Previous studies have shown that medical algorithms have caused biases in care delivery, and that image algorithms may perform unequally for different demographic groups. In 2019, a widely used algorithm for prioritizing care for the sickest patients was found to disadvantage Black people. In 2020, researchers at the University of Toronto and MIT showed that algorithms trained to flag conditions such as pneumonia on chest x-rays sometimes performed differently for people of different sexes, ages, races, and types of medical insurance.

Paul Yi, director of the University of Maryland’s Intelligent Imaging Center, who was not involved in the new study showing algorithms can detect race, describes some of its findings as “eye opening,” even “crazy.”

Radiologists like him don’t typically think about race when interpreting scans, or even know how a patient self-identifies. “Race is a social construct and not in itself a biological phenotype, even though it can be associated with differences in anatomy,” Yi says.

Frustratingly, the authors of the new study could not figure out how exactly their models could so accurately detect a patient’s self-reported race. They say that will likely make it harder to pick up biases in such algorithms.

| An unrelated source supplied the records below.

//! Auto recording: keeps the set of recording streams converged on the configured
//! target set.
//!
//! A stream counts as recording when either the in-memory registries or the encoder
//! probe says so. The probe survives restarts of this process; the registries do not.

use std::collections::HashSet;
use std::sync::{Arc, Mutex};
use std::time::Duration;

use chrono::Utc;
use tracing::{debug, error, info, warn};

use crate::config::Config;
use crate::encoder::EncoderProbe;
use crate::error::RecordError;
use crate::metrics;
use crate::recorder::{RecordOptions, RecordingManager};
use crate::segment::SegmentManager;
use crate::shutdown::Shutdown;
use crate::source::SourceRegistry;

pub const AUTO_PREFIX: &str = "auto_";

/// What one reconciliation pass did, per stream
#[derive(Debug, Clone, Default, PartialEq, Eq)]
pub struct ReconcilePass {
    pub started: Vec<String>,
    pub already_recording: Vec<String>,
    pub unavailable: Vec<String>,
    pub failed: Vec<String>,
    /// Claimed by an overlapping pass, or not restarted because `restart_on_error` is off
    pub skipped: Vec<String>,
}

#[derive(Debug)]
enum Outcome {
    Started,
    AlreadyRecording,
    Unavailable,
    Failed,
    Skipped,
}

#[derive(Clone)]
pub struct AutoRecorder {
    inner: Arc<Inner>,
}

struct Inner {
    cfg: Arc<Config>,
    sources: Arc<dyn SourceRegistry>,
    probe: Arc<dyn EncoderProbe>,
    recorder: RecordingManager,
    segments: SegmentManager,
    /// Streams some pass is working on right now
    claims: Mutex<HashSet<String>>,
    /// Streams this loop has started at least once
    started: Mutex<HashSet<String>>,
}

/// Releases a stream claim when the per-stream task ends, panics included
struct Claim {
    inner: Arc<Inner>,
    stream: String,
}

impl Drop for Claim {
    fn drop(&mut self) {
        if let Ok(mut claims) = self.inner.claims.lock() {
            claims.remove(&self.stream);
        }
    }
}

impl AutoRecorder {
    pub fn new(
        cfg: Arc<Config>,
        sources: Arc<dyn SourceRegistry>,
        probe: Arc<dyn EncoderProbe>,
        recorder: RecordingManager,
        segments: SegmentManager,
    ) -> Self {
        Self {
            inner: Arc::new(Inner {
                cfg,
                sources,
                probe,
                recorder,
                segments,
                claims: Mutex::new(HashSet::new()),
                started: Mutex::new(HashSet::new()),
            }),
        }
    }

    fn claim(&self, stream: &str) -> Option<Claim> {
        let mut claims = self.inner.claims.lock().ok()?;
        claims.insert(stream.to_string()).then(|| Claim {
            inner: self.inner.clone(),
            stream: stream.to_string(),
        })
    }

    fn has_started(&self, stream: &str) -> bool {
        self.inner
            .started
            .lock()
            .map(|started| started.contains(stream))
            .unwrap_or(false)
    }

    fn mark_started(&self, stream: &str) {
        if let Ok(mut started) = self.inner.started.lock() {
            started.insert(stream.to_string());
        }
    }

    /// Either signal is enough
    async fn is_recording(&self, stream: &str) -> bool {
        self.inner.recorder.is_stream_recording(stream).await
            || self.inner.segments.is_stream_recording(stream).await
            || self.inner.probe.is_running(stream).await
    }

    async fn reconcile_stream(&self, stream: &str, delay: Duration) -> Outcome {
        let Some(_claim) = self.claim(stream) else {
            debug!(stream = %stream, "[autorecord] already being handled");
            return Outcome::Skipped;
        };

        if self.is_recording(stream).await {
            return Outcome::AlreadyRecording;
        }

        let effective = self.inner.cfg.recording.resolve(stream);
        if !effective.restart_on_error && self.has_started(stream) {
            debug!(stream = %stream, "[autorecord] not restarting, restart_on_error is off");
            return Outcome::Skipped;
        }

        if effective.source.is_none() && self.inner.sources.lookup(stream).await.is_none() {
            debug!(stream = %stream, "[autorecord] source not available");
            return Outcome::Unavailable;
        }

        tokio::time::sleep(delay).await;

        let id = format!("{}{}_{}", AUTO_PREFIX, stream, Utc::now().timestamp());
        let result = if effective.enable_segments {
            self.inner
                .segments
                .start(&id, stream, RecordOptions::default())
                .await
        } else {
            self.inner
                .recorder
                .start(&id, stream, RecordOptions::default())
                .await
                .map(|_| ())
        };

        match result {
            Ok(()) => {
                self.mark_started(stream);
                metrics::AUTORECORD_STARTS.inc();
                info!(
                    id = %id,
                    stream = %stream,
                    "[autorecord] started{}",
                    if effective.enable_segments { " (segmented)" } else { "" }
                );
                Outcome::Started
            }
            Err(RecordError::StreamBusy { .. } | RecordError::AlreadyActive(_)) => {
                Outcome::AlreadyRecording
            }
            Err(RecordError::SourceUnavailable(_)) => Outcome::Unavailable,
            Err(e) => {
                warn!(stream = %stream, "[autorecord] failed to start: {}", e);
                Outcome::Failed
            }
        }
    }

    /// One pass over the target set. Streams are handled concurrently with a small
    /// staggered delay before each start; a failing or panicking stream only affects
    /// itself.
    pub async fn reconcile(&self) -> ReconcilePass {
        let known = self.inner.sources.stream_names().await;
        let targets = self.inner.cfg.recording.target_streams(&known);
        let mut pass = ReconcilePass::default();
        if targets.is_empty() {
            return pass;
        }

        let stagger = self.inner.cfg.recording.auto_record_stagger();
        let handles: Vec<_> = targets
            .into_iter()
            .enumerate()
            .map(|(i, stream)| {
                let this = self.clone();
                let delay = stagger * i as u32;
                let task_stream = stream.clone();
                let handle =
                    tokio::spawn(async move { this.reconcile_stream(&task_stream, delay).await });
                (stream, handle)
            })
            .collect();

        for (stream, handle) in handles {
            match handle.await {
                Ok(Outcome::Started) => pass.started.push(stream),
                Ok(Outcome::AlreadyRecording) => pass.already_recording.push(stream),
                Ok(Outcome::Unavailable) => pass.unavailable.push(stream),
                Ok(Outcome::Failed) => pass.failed.push(stream),
                Ok(Outcome::Skipped) => pass.skipped.push(stream),
                Err(e) => {
                    error!(stream = %stream, "[autorecord] stream task failed: {}", e);
                    pass.failed.push(stream);
                }
            }
        }

        for list in [
            &mut pass.started,
            &mut pass.already_recording,
            &mut pass.unavailable,
            &mut pass.failed,
            &mut pass.skipped,
        ] {
            list.sort();
        }
        if !pass.started.is_empty() || !pass.failed.is_empty() {
            info!(
                "[autorecord] pass: started {:?}, failed {:?}, recording {}, unavailable {}",
                pass.started,
                pass.failed,
                pass.already_recording.len(),
                pass.unavailable.len()
            );
        }
        pass
    }

    /// Stop every recording this loop started
    pub async fn stop_auto_recordings(&self) -> Vec<String> {
        let mut stopped = self.inner.segments.stop_with_prefix(AUTO_PREFIX).await;
        stopped.extend(self.inner.recorder.stop_with_prefix(AUTO_PREFIX).await);
        if !stopped.is_empty() {
            info!("[autorecord] stopped {} auto recordings", stopped.len());
        }
        stopped
    }

    /// First pass after the startup delay, then one per check interval
    pub async fn run(&self, shutdown: Shutdown) {
        let recording = &self.inner.cfg.recording;
        let delay = recording.auto_record_startup_delay();
        let period = recording.auto_record_check_interval();
        info!(
            "[autorecord] first pass in {:?}, then every {:?}",
            delay, period
        );

        tokio::select! {
            _ = tokio::time::sleep(delay) => {}
            _ = shutdown.wait() => return,
        }

        let mut ticker = tokio::time::interval(period);
        ticker.set_missed_tick_behavior(tokio::time::MissedTickBehavior::Delay);
        loop {
            tokio::select! {
                _ = ticker.tick() => {
                    self.reconcile().await;
                }
                _ = shutdown.wait() => break,
            }
        }
        info!("[autorecord] stopped");
    }
}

Follow-on experiments showed that the algorithms were not making predictions based on particular patches of anatomy, or visual features that might be associated with race due to social and environmental factors such as body mass index or bone density. Nor did age, sex, or specific diagnoses that are associated with certain demographic groups appear to be functioning as clues.

The fact that algorithms trained on images from a hospital in one part of the US could accurately identify race in images from institutions in other regions appears to rule out the possibility that the software is picking up on factors unrelated to a patient’s body, says Yi, such as differences in imaging equipment or processes.

Whatever the algorithms were seeing, they saw it clearly. The software could still predict patient race with high accuracy when x-rays were degraded so that they were unreadable to even a trained eye, or blurred to remove fine detail.

Luke Oakden-Rayner, a coauthor on the new study and director of medical imaging research at Royal Adelaide Hospital, Australia, calls the AI ability the collaborators uncovered “the worst superpower.” He says that despite the unknown mechanism, it demands an immediate response from people developing or selling AI systems to analyze medical scans.

A database of AI algorithms maintained by the American College of Radiology lists dozens for analyzing chest imagery that have been approved by the Food and Drug Administration. Many were developed using standard data sets used in the new study that trained algorithms to predict race. Although the FDA recommends that companies measure and report performance on different demographic groups, such data is rarely released.

Oakden-Rayner says that such checks and disclosures should become standard. “Commercial models can almost certainly identify the race of patients, so companies need to ensure that their models are not utilizing that information to produce unequal outcomes,” he says.

Yi agrees, saying the study is a reminder that while machine-learning algorithms can help human experts with practical problems in the clinic, they work differently than people. “Neural networks are sort of like savants, they’re singularly efficient at one task,” he says. “If you train a model to detect pneumonia, it’s going to find one way or another to get that correct answer, leveraging whatever it can find in the data.”